Chemical and physical data
- Formula: C_{27}H_{31}N_{3}O
- Molar mass: 413.565 g·mol^{−1}
- 3D model (JSmol): Interactive image;
- SMILES CCN(CC)C(=O)[C@H]1CN([C@@H]2CC3=CNC4=CC=CC(=C34)C2=C1)CCC5=CC=CC=C5;
- InChI InChI=1S/C27H31N3O/c1-3-29(4-2)27(31)21-15-23-22-11-8-12-24-26(22)20(17-28-24)16-25(23)30(18-21)14-13-19-9-6-5-7-10-19/h5-12,15,17,21,25,28H,3-4,13-14,16,18H2,1-2H3/t21-,25-/m1/s1; Key:YCWXYUACPTXUEC-PXDATVDWSA-N;

= PHENETH-LAD =

PHENETH-LAD, or PHENETHY-LAD, also known as 6-(β-phenethyl)-6-nor-LSD, is a drug of the lysergamide family related to lysergic acid diethylamide (LSD). It is the derivative of LSD in which the methyl group at the 6 position has been replaced with a phenylethyl moiety.
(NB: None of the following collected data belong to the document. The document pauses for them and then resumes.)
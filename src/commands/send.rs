use std::collections::HashMap;
use std::io::Write;
use std::net::SocketAddr;
use std::path::Path;
use std::sync::{Arc, Mutex};

use indicatif::{MultiProgress, ProgressBar, ProgressStyle};
use log::debug;
use tokio_util::sync::CancellationToken;

use crate::commands::history::{self, HistoryEntry};
use crate::commands::settings::Settings;
use crate::error::{Result, TransferError};
use crate::events::{Direction, EventSink, Progress};
use crate::sender::{self, SenderOptions};

/// Function handler to kick off sender logic:
///     - Validate the input path
///     - Archive directories and open a TLS listener
///     - Announce the session on the local service directory
///     - Prompt for approval on every incoming connection
///     - Serve receivers until Ctrl+C
pub async fn run(file_path: &str, settings: &Settings) -> Result<()> {
    let input = Path::new(file_path);
    if !input.exists() {
        return Err(TransferError::Io(std::io::Error::new(
            std::io::ErrorKind::NotFound,
            format!("path does not exist: {file_path}"),
        )));
    }

    println!("Preparing to send '{file_path}'...");

    let cancel = CancellationToken::new();
    let ctrl_c_cancel = cancel.clone();
    tokio::spawn(async move {
        if tokio::signal::ctrl_c().await.is_ok() {
            println!("\nStopping sender...");
            ctrl_c_cancel.cancel();
        }
    });

    let sink = Arc::new(SendSink::new(settings.auto_accept));
    let opts = SenderOptions {
        device_name: settings.device_name.clone(),
        port: settings.port,
        events: sink,
        cancel,
        advertise: true,
    };

    println!("Waiting for receivers to connect... (Press Ctrl+C to stop)");
    sender::start_sender(input, opts, None).await
}

/// Event sink for the terminal: one progress bar per connected
/// receiver, approval prompts on stdin, history entries on completion.
struct SendSink {
    auto_accept: bool,
    bars: MultiProgress,
    active: Mutex<HashMap<SocketAddr, ProgressBar>>,
}

impl SendSink {
    fn new(auto_accept: bool) -> Self {
        Self {
            auto_accept,
            bars: MultiProgress::new(),
            active: Mutex::new(HashMap::new()),
        }
    }

    fn bar_for(&self, peer: SocketAddr, total: u64) -> ProgressBar {
        let mut active = self.active.lock().unwrap_or_else(|e| e.into_inner());
        active
            .entry(peer)
            .or_insert_with(|| {
                let bar = self.bars.add(ProgressBar::new(total));
                bar.set_style(
                    ProgressStyle::default_bar()
                        .template("{msg} [{bar:40.cyan/blue}] {bytes}/{total_bytes} ({bytes_per_sec}, {eta})")
                        .unwrap_or_else(|_| ProgressStyle::default_bar()),
                );
                bar.set_message(format!("sending to {peer}"));
                bar
            })
            .clone()
    }

    fn take_bar(&self, peer: SocketAddr) -> Option<ProgressBar> {
        self.active
            .lock()
            .unwrap_or_else(|e| e.into_inner())
            .remove(&peer)
    }
}

impl EventSink for SendSink {
    fn on_progress(&self, progress: &Progress) {
        let bar = self.bar_for(progress.peer_addr, progress.total_bytes);
        bar.set_position(progress.bytes_transferred);
    }

    fn on_complete(&self, file_name: &str, peer_addr: SocketAddr, direction: Direction) {
        if let Some(bar) = self.take_bar(peer_addr) {
            bar.finish_with_message(format!("sent to {peer_addr}"));
        }
        println!("Transfer to {peer_addr} completed");
        if let Err(e) = history::append(HistoryEntry::completed(
            file_name,
            direction.as_str(),
            peer_addr.to_string(),
        )) {
            debug!("failed to record history entry: {e}");
        }
    }

    fn on_error(&self, error: &TransferError, peer_addr: SocketAddr, direction: Direction) {
        if let Some(bar) = self.take_bar(peer_addr) {
            bar.abandon();
        }
        eprintln!("Transfer to {peer_addr} failed: {error}");
        if let Err(e) = history::append(HistoryEntry::failed(
            "",
            direction.as_str(),
            peer_addr.to_string(),
            error.to_string(),
        )) {
            debug!("failed to record history entry: {e}");
        }
    }

    fn approve_connection(&self, peer_addr: SocketAddr) -> bool {
        if self.auto_accept {
            println!("Auto-accepted connection from {peer_addr}");
            return true;
        }
        print!("Incoming connection from {peer_addr}. Accept? (y/n): ");
        let _ = std::io::stdout().flush();
        let mut response = String::new();
        if std::io::stdin().read_line(&mut response).is_err() {
            return false;
        }
        response.trim().eq_ignore_ascii_case("y")
    }
}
The drug failed to substitute for LSD in rodent drug discrimination tests, with a maximum of 25 or 50% LSD-appropriate responding at the highest assessed dose. Unlike other 6-substituted lysergamides, PHENETH-LAD was not assessed at the serotonin receptors. According to Alexander Shulgin in his book TiHKAL (Tryptamines I Have Known and Loved), PHENETH-LAD produced no effects in humans at a dose of 500 μg. He has specified the potentially active dose as being >350 μg and its hallucinogenic potency being less than 30% of that of LSD.

PHENETH-LAD was first described in the scientific literature by Andrew Joseph Hoffman of the lab of David E. Nichols at Purdue University in 1985. Its effects in humans were first described by Shulgin by 1994.